(Data excerpts)
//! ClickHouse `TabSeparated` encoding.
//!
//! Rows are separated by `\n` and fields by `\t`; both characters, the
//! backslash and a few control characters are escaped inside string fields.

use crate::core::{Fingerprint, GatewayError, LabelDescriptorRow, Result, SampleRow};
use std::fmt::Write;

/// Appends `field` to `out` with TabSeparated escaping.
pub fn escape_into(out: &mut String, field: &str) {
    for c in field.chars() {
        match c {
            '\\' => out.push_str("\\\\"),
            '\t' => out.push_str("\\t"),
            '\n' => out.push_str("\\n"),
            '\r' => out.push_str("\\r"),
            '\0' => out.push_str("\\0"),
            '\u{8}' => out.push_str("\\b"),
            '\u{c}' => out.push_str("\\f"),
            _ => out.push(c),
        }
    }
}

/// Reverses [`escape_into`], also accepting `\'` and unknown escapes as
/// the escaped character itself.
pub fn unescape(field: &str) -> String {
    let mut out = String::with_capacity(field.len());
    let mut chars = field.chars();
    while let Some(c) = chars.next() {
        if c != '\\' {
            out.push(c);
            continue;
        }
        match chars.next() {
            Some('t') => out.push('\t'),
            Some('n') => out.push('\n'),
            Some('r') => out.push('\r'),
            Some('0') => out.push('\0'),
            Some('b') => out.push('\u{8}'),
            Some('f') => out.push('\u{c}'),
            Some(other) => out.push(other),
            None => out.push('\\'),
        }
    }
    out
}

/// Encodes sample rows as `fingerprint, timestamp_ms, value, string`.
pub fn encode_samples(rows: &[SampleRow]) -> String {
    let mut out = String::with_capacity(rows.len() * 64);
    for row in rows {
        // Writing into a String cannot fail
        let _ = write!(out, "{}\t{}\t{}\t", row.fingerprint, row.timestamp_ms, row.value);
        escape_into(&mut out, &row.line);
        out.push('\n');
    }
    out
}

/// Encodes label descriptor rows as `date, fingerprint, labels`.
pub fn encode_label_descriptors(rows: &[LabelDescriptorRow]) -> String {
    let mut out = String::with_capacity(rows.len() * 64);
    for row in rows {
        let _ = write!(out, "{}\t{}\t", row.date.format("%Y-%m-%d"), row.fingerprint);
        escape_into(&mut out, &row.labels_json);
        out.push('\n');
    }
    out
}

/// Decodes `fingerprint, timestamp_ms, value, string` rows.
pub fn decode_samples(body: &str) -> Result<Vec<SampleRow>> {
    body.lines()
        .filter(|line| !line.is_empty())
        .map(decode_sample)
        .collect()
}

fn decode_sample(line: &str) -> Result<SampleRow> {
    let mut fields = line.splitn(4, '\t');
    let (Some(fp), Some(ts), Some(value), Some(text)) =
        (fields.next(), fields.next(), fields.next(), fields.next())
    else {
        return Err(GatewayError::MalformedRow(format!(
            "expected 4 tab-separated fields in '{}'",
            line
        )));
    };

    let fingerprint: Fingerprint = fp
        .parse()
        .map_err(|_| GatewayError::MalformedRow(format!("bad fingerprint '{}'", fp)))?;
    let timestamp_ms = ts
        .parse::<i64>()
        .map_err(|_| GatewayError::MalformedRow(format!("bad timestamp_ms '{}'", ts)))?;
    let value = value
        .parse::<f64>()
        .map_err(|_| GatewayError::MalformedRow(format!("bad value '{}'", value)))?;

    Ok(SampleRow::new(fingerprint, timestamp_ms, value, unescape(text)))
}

▶ [WHAT IS REQUIRED] Without changing a single character, repeat each record.

▶ [EXERCISE RESPONSE]
//! ClickHouse `TabSeparated` encoding.
//!
//! Rows are separated by `\n` and fields by `\t`; both characters, the
//! backslash and a few control characters are escaped inside string fields.

use crate::core::{Fingerprint, GatewayError, LabelDescriptorRow, Result, SampleRow};
use std::fmt::Write;

/// Appends `field` to `out` with TabSeparated escaping.
pub fn escape_into(out: &mut String, field: &str) {
    for c in field.chars() {
        match c {
            '\\' => out.push_str("\\\\"),
            '\t' => out.push_str("\\t"),
            '\n' => out.push_str("\\n"),
            '\r' => out.push_str("\\r"),
            '\0' => out.push_str("\\0"),
            '\u{8}' => out.push_str("\\b"),
            '\u{c}' => out.push_str("\\f"),
            _ => out.push(c),
        }
    }
}

/// Reverses [`escape_into`], also accepting `\'` and unknown escapes as
/// the escaped character itself.
pub fn unescape(field: &str) -> String {
    let mut out = String::with_capacity(field.len());
    let mut chars = field.chars();
    while let Some(c) = chars.next() {
        if c != '\\' {
            out.push(c);
            continue;
        }
        match chars.next() {
            Some('t') => out.push('\t'),
            Some('n') => out.push('\n'),
            Some('r') => out.push('\r'),
            Some('0') => out.push('\0'),
            Some('b') => out.push('\u{8}'),
            Some('f') => out.push('\u{c}'),
            Some(other) => out.push(other),
            None => out.push('\\'),
        }
    }
    out
}

/// Encodes sample rows as `fingerprint, timestamp_ms, value, string`.
pub fn encode_samples(rows: &[SampleRow]) -> String {
    let mut out = String::with_capacity(rows.len() * 64);
    for row in rows {
        // Writing into a String cannot fail
        let _ = write!(out, "{}\t{}\t{}\t", row.fingerprint, row.timestamp_ms, row.value);
        escape_into(&mut out, &row.line);
        out.push('\n');
    }
    out
}

/// Encodes label descriptor rows as `date, fingerprint, labels`.
pub fn encode_label_descriptors(rows: &[LabelDescriptorRow]) -> String {
    let mut out = String::with_capacity(rows.len() * 64);
    for row in rows {
        let _ = write!(out, "{}\t{}\t", row.date.format("%Y-%m-%d"), row.fingerprint);
        escape_into(&mut out, &row.labels_json);
        out.push('\n');
    }
    out
}

/// Decodes `fingerprint, timestamp_ms, value, string` rows.
pub fn decode_samples(body: &str) -> Result<Vec<SampleRow>> {
    body.lines()
        .filter(|line| !line.is_empty())
        .map(decode_sample)
        .collect()
}

fn decode_sample(line: &str) -> Result<SampleRow> {
    let mut fields = line.splitn(4, '\t');
    let (Some(fp), Some(ts), Some(value), Some(text)) =
        (fields.next(), fields.next(), fields.next(), fields.next())
    else {
        return Err(GatewayError::MalformedRow(format!(
            "expected 4 tab-separated fields in '{}'",
            line
        )));
    };

    let fingerprint: Fingerprint = fp
        .parse()
        .map_err(|_| GatewayError::MalformedRow(format!("bad fingerprint '{}'", fp)))?;
    let timestamp_ms = ts
        .parse::<i64>()
        .map_err(|_| GatewayError::MalformedRow(format!("bad timestamp_ms '{}'", ts)))?;
    let value = value
        .parse::<f64>()
        .map_err(|_| GatewayError::MalformedRow(format!("bad value '{}'", value)))?;

    Ok(SampleRow::new(fingerprint, timestamp_ms, value, unescape(text)))
}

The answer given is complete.